Given data:
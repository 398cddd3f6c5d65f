//! Handlers for `/people` endpoints.
//!
//! | Method   | Path | Notes |
//! |----------|------|-------|
//! | `GET`    | `/people/` | Newest first; entries omit `created` |
//! | `GET`    | `/people/{id}` | 404 if not found |
//! | `POST`   | `/people/` | Body: `{"firstname":"..","lastname":".."}` |
//! | `DELETE` | `/people/{id}` | Owned items are kept, unowned |

use std::sync::Arc;

use axum::{
  Json,
  extract::{Path, State},
  http::StatusCode,
  response::IntoResponse,
};
use serde::Deserialize;
use sleepy_core::{person::NewPerson, store::InventoryStore};

use crate::{
  body::{ApiJson, parse_id},
  error::ApiError,
  views::{Deleted, PersonCreated, PersonList, PersonView},
};

/// `GET /people/`
pub async fn list<S>(State(store): State<Arc<S>>) -> Result<Json<PersonList>, ApiError>
where
  S: InventoryStore,
{
  let people = store.list_people().await.map_err(ApiError::store)?;
  Ok(Json(PersonList {
    people: people.into_iter().map(Into::into).collect(),
  }))
}

/// `GET /people/{id}`
pub async fn get_one<S>(
  State(store): State<Arc<S>>,
  Path(raw_id): Path<String>,
) -> Result<Json<PersonView>, ApiError>
where
  S: InventoryStore,
{
  let id = parse_id("person", &raw_id)?;
  let person = store
    .get_person(id)
    .await
    .map_err(ApiError::store)?
    .ok_or_else(|| ApiError::NotFound(format!("person {id} not found")))?;
  Ok(Json(person.into()))
}

#[derive(Debug, Deserialize)]
pub struct CreatePersonBody {
  pub firstname: Option<String>,
  pub lastname:  Option<String>,
}

/// `POST /people/` — both names are required.
pub async fn create<S>(
  State(store): State<Arc<S>>,
  ApiJson(body): ApiJson<CreatePersonBody>,
) -> Result<impl IntoResponse, ApiError>
where
  S: InventoryStore,
{
  let input = NewPerson::new(body.firstname, body.lastname)?;
  let person = store.create_person(input).await.map_err(ApiError::store)?;
  tracing::info!(person_id = person.id, "person created");

  Ok((
    StatusCode::CREATED,
    Json(PersonCreated {
      message: "Successfully added new person.",
      person:  person.into(),
    }),
  ))
}

/// `DELETE /people/{id}`
pub async fn delete<S>(
  State(store): State<Arc<S>>,
  Path(raw_id): Path<String>,
) -> Result<Json<Deleted>, ApiError>
where
  S: InventoryStore,
{
  let id = parse_id("person", &raw_id)?;
  if !store.delete_person(id).await.map_err(ApiError::store)? {
    return Err(ApiError::NotFound(format!("person {id} not found")));
  }
  tracing::info!(person_id = id, "person deleted");

  Ok(Json(Deleted { message: "Successfully deleted person.", id }))
}
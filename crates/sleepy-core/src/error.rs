//! Error types for `sleepy-core`.

use thiserror::Error;

#[derive(Debug, Error, PartialEq, Eq)]
pub enum Error {
  #[error("invalid {field}: {reason}")]
  Validation {
    field:  &'static str,
    reason: String,
  },
}

impl Error {
  pub(crate) fn missing(field: &'static str) -> Self {
    Error::Validation { field, reason: "must not be empty".to_owned() }
  }

  pub(crate) fn nul(field: &'static str) -> Self {
    Error::Validation {
      field,
      reason: "must not contain NUL characters".to_owned(),
    }
  }

  pub(crate) fn too_long(field: &'static str, max: usize) -> Self {
    Error::Validation {
      field,
      reason: format!("must be at most {max} characters"),
    }
  }
}

pub type Result<T, E = Error> = std::result::Result<T, E>;

/// Check a required text field: present, non-empty, free of NULs, and at most
/// `max` chars.
pub(crate) fn require_text(
  field: &'static str,
  value: Option<String>,
  max:   usize,
) -> Result<String> {
  let value = value.filter(|v| !v.is_empty()).ok_or_else(|| Error::missing(field))?;
  if value.contains('\0') {
    return Err(Error::nul(field));
  }
  if value.chars().count() > max {
    return Err(Error::too_long(field, max));
  }
  Ok(value)
}
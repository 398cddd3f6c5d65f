//! JSON shapes returned by the API.
//!
//! Records are never serialised directly; these views fix the wire format
//! (`person.name` as `"Last, First"`, `n_items`, and so on).

use chrono::{DateTime, Utc};
use serde::Serialize;
use sleepy_core::{
  item::{Item, ItemId, Owner},
  person::{Person, PersonId},
};

/// An item's owner, embedded in [`ItemView`].
#[derive(Debug, Serialize)]
pub struct OwnerView {
  pub id:   PersonId,
  pub name: String,
}

impl From<Owner> for OwnerView {
  fn from(o: Owner) -> Self {
    Self { name: o.display_name(), id: o.id }
  }
}

#[derive(Debug, Serialize)]
pub struct ItemView {
  pub id:          ItemId,
  pub name:        String,
  pub checked_out: bool,
  pub updated:     DateTime<Utc>,
  pub person:      Option<OwnerView>,
}

impl From<Item> for ItemView {
  fn from(i: Item) -> Self {
    Self {
      id:          i.id,
      name:        i.name,
      checked_out: i.checked_out,
      updated:     i.updated,
      person:      i.owner.map(OwnerView::from),
    }
  }
}

#[derive(Debug, Serialize)]
pub struct PersonView {
  pub id:      PersonId,
  pub name:    String,
  pub created: DateTime<Utc>,
  pub n_items: u32,
}

impl From<Person> for PersonView {
  fn from(p: Person) -> Self {
    Self {
      name:    p.display_name(),
      id:      p.id,
      created: p.created,
      n_items: p.n_items,
    }
  }
}

/// A person as listed by `GET /people/` (no `created`).
#[derive(Debug, Serialize)]
pub struct PersonSummary {
  pub id:      PersonId,
  pub name:    String,
  pub n_items: u32,
}

impl From<Person> for PersonSummary {
  fn from(p: Person) -> Self {
    Self { name: p.display_name(), id: p.id, n_items: p.n_items }
  }
}

// ─── Envelopes ───────────────────────────────────────────────────────────────

#[derive(Debug, Serialize)]
pub struct ItemList {
  pub items: Vec<ItemView>,
}

impl FromIterator<Item> for ItemList {
  fn from_iter<I: IntoIterator<Item = Item>>(iter: I) -> Self {
    Self { items: iter.into_iter().map(ItemView::from).collect() }
  }
}

#[derive(Debug, Serialize)]
pub struct PersonList {
  pub people: Vec<PersonSummary>,
}

/// Response to a successful item create or update.
#[derive(Debug, Serialize)]
pub struct ItemWritten {
  pub message: &'static str,
  pub item:    ItemView,
}

#[derive(Debug, Serialize)]
pub struct PersonCreated {
  pub message: &'static str,
  pub person:  PersonView,
}

#[derive(Debug, Serialize)]
pub struct Deleted {
  pub message: &'static str,
  pub id:      i64,
}
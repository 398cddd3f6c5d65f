//! HTTP server wiring for the Sleepy inventory.
//!
//! Mounts [`sleepy_api::api_router`] under `/api/v1` and wraps it in request
//! tracing. Configuration is read from an optional TOML file layered under
//! `SLEEPY_*` environment variables.

use std::{
  path::{Path, PathBuf},
  sync::Arc,
};

use axum::Router;
use serde::Deserialize;
use sleepy_core::store::InventoryStore;
use tower_http::trace::TraceLayer;

/// Path prefix every API route is mounted under.
pub const API_PREFIX: &str = "/api/v1";

// ─── Configuration ────────────────────────────────────────────────────────────

/// Runtime server configuration, deserialised from `config.toml`.
#[derive(Debug, Deserialize, Clone, PartialEq, Eq)]
pub struct ServerConfig {
  #[serde(default = "default_host")]
  pub host:          String,
  #[serde(default = "default_port")]
  pub port:          u16,
  /// SQLite file; `:memory:` keeps everything in memory.
  #[serde(default = "default_database_path")]
  pub database_path: PathBuf,
}

fn default_host() -> String { "127.0.0.1".to_owned() }

fn default_port() -> u16 { 5000 }

fn default_database_path() -> PathBuf { PathBuf::from("inventory.db") }

impl Default for ServerConfig {
  fn default() -> Self {
    Self {
      host:          default_host(),
      port:          default_port(),
      database_path: default_database_path(),
    }
  }
}

impl ServerConfig {
  /// Read `path` (if it exists) and `SLEEPY_*` environment variables.
  pub fn load(path: &Path) -> Result<Self, config::ConfigError> {
    let mut cfg: ServerConfig = config::Config::builder()
      .add_source(config::File::from(path).required(false))
      .add_source(config::Environment::with_prefix("SLEEPY"))
      .build()?
      .try_deserialize()?;
    cfg.database_path = expand_tilde(&cfg.database_path);
    Ok(cfg)
  }

  pub fn address(&self) -> String { format!("{}:{}", self.host, self.port) }
}

/// Expand a leading `~` to the user's home directory.
fn expand_tilde(path: &Path) -> PathBuf {
  let s = path.to_string_lossy();
  if let Some(rest) = s.strip_prefix("~/")
    && let Ok(home) = std::env::var("HOME")
  {
    return PathBuf::from(home).join(rest);
  }
  path.to_path_buf()
}

// ─── Router ───────────────────────────────────────────────────────────────────

/// Build the full application router for `store`.
pub fn router<S>(store: Arc<S>) -> Router
where
  S: InventoryStore + 'static,
{
  Router::new()
    .nest(API_PREFIX, sleepy_api::api_router(store))
    .layer(TraceLayer::new_for_http())
}

#[cfg(test)]
mod tests {
  use super::*;

  use axum::{
    body::Body,
    http::{Request, StatusCode},
  };
  use sleepy_store_sqlite::SqliteStore;
  use tower::ServiceExt as _;

  async fn get(uri: &str) -> (StatusCode, Vec<u8>) {
    let store = Arc::new(SqliteStore::open_in_memory().await.unwrap());
    let req = Request::builder().uri(uri).body(Body::empty()).unwrap();
    let resp = router(store).oneshot(req).await.unwrap();
    let status = resp.status();
    let bytes = axum::body::to_bytes(resp.into_body(), usize::MAX).await.unwrap();
    (status, bytes.to_vec())
  }

  #[tokio::test]
  async fn api_is_mounted_under_prefix() {
    let (status, body) = get("/api/v1/items/").await;
    assert_eq!(status, StatusCode::OK);
    let json: serde_json::Value = serde_json::from_slice(&body).unwrap();
    assert_eq!(json, serde_json::json!({ "items": [] }));

    let (status, _) = get("/api/v1/recentcheckouts/").await;
    assert_eq!(status, StatusCode::OK);
  }

  #[tokio::test]
  async fn unprefixed_routes_are_404() {
    let (status, _) = get("/items/").await;
    assert_eq!(status, StatusCode::NOT_FOUND);
  }

  #[test]
  fn missing_config_file_uses_defaults() {
    let path = std::env::temp_dir().join("sleepy-no-such-config.toml");
    let cfg = ServerConfig::load(&path).unwrap();
    assert_eq!(cfg.host, "127.0.0.1");
    assert_eq!(cfg.port, 5000);
    assert_eq!(cfg.address(), "127.0.0.1:5000");
  }

  #[test]
  fn config_file_overrides_defaults() {
    let path = std::env::temp_dir().join(format!("sleepy-config-{}.toml", std::process::id()));
    std::fs::write(&path, "port = 8080\ndatabase_path = \":memory:\"\n").unwrap();

    let cfg = ServerConfig::load(&path).unwrap();
    std::fs::remove_file(&path).ok();

    assert_eq!(cfg.port, 8080);
    assert_eq!(cfg.host, "127.0.0.1");
    assert_eq!(cfg.database_path, PathBuf::from(":memory:"));
  }

  #[test]
  fn tilde_expands_to_home() {
    let Ok(home) = std::env::var("HOME") else { return };
    assert_eq!(
      expand_tilde(Path::new("~/inventory.db")),
      PathBuf::from(home).join("inventory.db")
    );
    assert_eq!(expand_tilde(Path::new("/tmp/x.db")), PathBuf::from("/tmp/x.db"));
  }
}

What this task involves:
Would you please return every line in the listing where "PersonSummary" shows up?

Answer area:
pub struct PersonSummary {
impl From<Person> for PersonSummary {
  pub people: Vec<PersonSummary>,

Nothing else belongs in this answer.